In example 4, the first part of the news describes how Xin Xuan falsified, and the second part describes how Xin Xuan compensates to consumers, so it is hard to intuitively judge the impact of this news. Therefore, we label it as 2 on the grounds that the event behind it is not positive.

In the dataset, a total of three taggers participated in labeling data, and they completed their own tasks independently. Finally, we decided to adopt a voting mechanism to vote the data marked by different taggers. The principle is that if the judgments of the three taggers are consistent, we think their label is true. If two news items are consistent, the other is different, or the labels of the three taggers are different, we will determine the final trend judgment of the news through joint discussion among the authors. In the dataset, there are 3573 pieces of data labelled as 0; 1902 pieces of data labelled as 1, and 3906 pieces of data labelled as 2. We also counted 2524 news content with a text length of more than 512 and 6857 news content with a text length of more than 512.

3.2. Baseline and Result

The evaluation work is to randomly select 90% of the dataset as the training set, and the remaining 10% as the test set. Test data will not be used during model training. In order to better verify the effect of the method we designed, we selected the current mainstream image classification method and some pre-trained language models as a comparison. Graph classification methods include SortPool, DiffPool, gPool, SAGPool, and our improved source Graph U-Nets. The direct text classification results of the pre-trained language model are also included in the indicators, including BERT-base (Chinese), BERT-large (Chinese), and BERT-wwm-ext (Chinese), three Chinese pre-trained language models. The evaluation index is the accuracy of classification. During the test, all the data marked by the three testers will be tested independently, and whether the ability to process long texts can be included in the assessment indicators. In terms of hyperparameter settings for the baseline, we choose to refer to the SAGPool. The experimental results are shown in Table 1. The method we designed is better than the graph classification methods, but not better than the pre-trained language models.

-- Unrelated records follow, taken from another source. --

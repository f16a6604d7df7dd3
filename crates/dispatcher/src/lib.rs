//! # Dispatcher
//!
//! 事件分发模块。
//!
//! 负责：
//! - 消费 Orchestrator 的 `PipelineEvent` 流
//! - Fan-out 到多个 sinks
//! - 隔离慢 sink，不阻塞编排器

pub mod dispatcher;
pub mod error;
pub mod handle;
pub mod metrics;
pub mod sinks;

pub use contracts::{EventSink, PipelineEvent};
pub use dispatcher::{create_dispatcher, Dispatcher, DispatcherBuilder, DispatcherConfig};
pub use error::DispatcherError;
pub use handle::SinkHandle;
pub use metrics::{MetricsSnapshot, SinkMetrics};
pub use sinks::{FileSink, LogSink};
//! Adapter-level retry.
//!
//! Wraps any stage tool and re-runs it after transient failures with
//! exponential backoff. Cancellation is never retried.

use std::sync::Arc;
use std::sync::atomic::{AtomicU32, Ordering};
use std::time::Duration;

use contracts::{
    CommandSpec, ContractError, DynStageTool, LogLevel, ProgressReporter, StageInput, StageOutput,
    StageTool,
};
use tracing::{info, warn};

/// Upper bound for a single backoff sleep.
const MAX_BACKOFF: Duration = Duration::from_secs(30);

/// Retry policy
#[derive(Debug, Clone, Copy, PartialEq, Eq)]
pub struct RetryPolicy {
    /// Retries after the first attempt
    pub max_retries: u32,
    /// Backoff before the first retry (doubles per attempt)
    pub initial_backoff: Duration,
}

impl RetryPolicy {
    pub fn new(max_retries: u32, initial_backoff: Duration) -> Self {
        Self {
            max_retries,
            initial_backoff,
        }
    }

    /// Policy described by a command entry
    pub fn from_spec(spec: &CommandSpec) -> Self {
        Self::new(spec.retries, Duration::from_millis(spec.retry_backoff_ms))
    }

    /// Backoff before retry number `retry` (1-based).
    pub fn backoff(&self, retry: u32) -> Duration {
        let factor = 2u32.saturating_pow(retry.saturating_sub(1));
        self.initial_backoff
            .checked_mul(factor)
            .unwrap_or(MAX_BACKOFF)
            .min(MAX_BACKOFF)
    }
}

/// Stage tool that retries its inner tool
pub struct RetryTool {
    name: String,
    inner: Arc<dyn DynStageTool>,
    policy: RetryPolicy,
    attempts: AtomicU32,
}

impl RetryTool {
    pub fn new(inner: Arc<dyn DynStageTool>, policy: RetryPolicy) -> Self {
        let name = format!("retry({})", inner.tool_name());
        Self {
            name,
            inner,
            policy,
            attempts: AtomicU32::new(0),
        }
    }

    pub fn policy(&self) -> RetryPolicy {
        self.policy
    }

    /// Total attempts made across all invocations.
    pub fn attempts(&self) -> u32 {
        self.attempts.load(Ordering::Acquire)
    }
}

impl std::fmt::Debug for RetryTool {
    fn fmt(&self, f: &mut std::fmt::Formatter<'_>) -> std::fmt::Result {
        f.debug_struct("RetryTool")
            .field("inner", &self.inner.tool_name())
            .field("policy", &self.policy)
            .finish()
    }
}

impl StageTool for RetryTool {
    fn name(&self) -> &str {
        &self.name
    }

    async fn run(
        &self,
        input: StageInput,
        progress: ProgressReporter,
    ) -> Result<StageOutput, ContractError> {
        let mut retry = 0;
        loop {
            self.attempts.fetch_add(1, Ordering::AcqRel);
            let err = match self
                .inner
                .run_boxed(input.clone(), progress.clone())
                .await
            {
                Ok(output) => {
                    if retry > 0 {
                        info!(tool = %self.name, retries = retry, "tool succeeded after retry");
                    }
                    return Ok(output);
                }
                Err(err) => err,
            };

            if err.is_cancelled() || retry >= self.policy.max_retries {
                return Err(err);
            }

            retry += 1;
            let backoff = self.policy.backoff(retry);
            warn!(
                tool = %self.name,
                error = %err,
                retry,
                backoff_ms = backoff.as_millis() as u64,
                "tool failed, retrying"
            );
            progress.log(
                LogLevel::Warn,
                format!(
                    "Attempt {} failed: {}. Retrying in {}ms ({}/{})...",
                    retry,
                    err.stage_detail(),
                    backoff.as_millis(),
                    retry,
                    self.policy.max_retries
                ),
            );

            tokio::select! {
                _ = tokio::time::sleep(backoff) => {}
                _ = progress.cancelled() => {
                    return Err(ContractError::Cancelled { stage: progress.stage() });
                }
            }
        }
    }
}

However, we all know that it is unfair to let the graph classification method directly compare the classification results with the pre-trained language model because it involves the loss of information from the text to the graph. Moreover, the pre-trained language model is obtained after a lot of computing power, time and data training, and as the length of the text increases, the complexity of training the pre-trained language model is a square level increase, so most pre-trained languages models set the maximum length of the processed text to 512. In the experiment, directly using the pre-trained language model for news text classification is to discard the text that cannot be processed, and directly process the news text with the text length less than 512. Therefore, it can be concluded that the model we have designed has strong capabilities in both accuracy and processing long-text news.

According to the requirements of our scientific research projects, in addition to classifying news trend forecasts, we also need to display them visually, so we use knowledge graphs to visualize them. Regarding the question of why not directly use the pre-trained language model, but also use the pre-trained language model to obtain the initial embedding vector, we just used the pre-trained language model to obtain the initial vector. In fact, using any other method to obtain the word embedding vector, such as the gensim Chinese word embedding vector method, we can also obtain the initial embedding vector of the node, but it does this. The effect is a little worse than using BERT. We can also see that from Table 1 Attention Graph U-Nets (gensim) and Attention Graph U-Nets (BERT).

4. Conclusions

Compared with the use of pre-trained language models, our method is indeed not good enough, but our method can solve the shortcomings of the limited text input length of pre-trained language models. We believe that the pre-trained language model is limited by the length of the text, and there is no good solution for text classification with a length greater than 512. Normally, the text is divided into several texts with a length of 512 before processing. Even if the current new pre-trained language models such as XL-Net [21] break through the limitation of text length, it is achieved by increasing the computing performance and increasing the space occupied by the video memory. The longer the text length, the greater the difficulty of pre-trained and the difficulty increases in proportion to the square. When processing this part of the data in the experiment, we only use the first 512 words as input to the BERT model, and the other parts can only be discarded, because in Chinese news, the first half of the news likely describes an event, and the follow-up describes the solution or plan of the event. The trend of the description of the event and the solution is the opposite, so the input is divided into sections. The method of the BERT model is not suitable. However, we propose to use graphs to solve this problem to convert texts whose length exceeds the limit into knowledge graphs, extract high-dimensional features and use them to achieve classification, without being restricted by length. In other words, the longer the text length, the more useful triples can be extracted from the knowledge graph we construct, and the relationships between these triples can be used to classify them.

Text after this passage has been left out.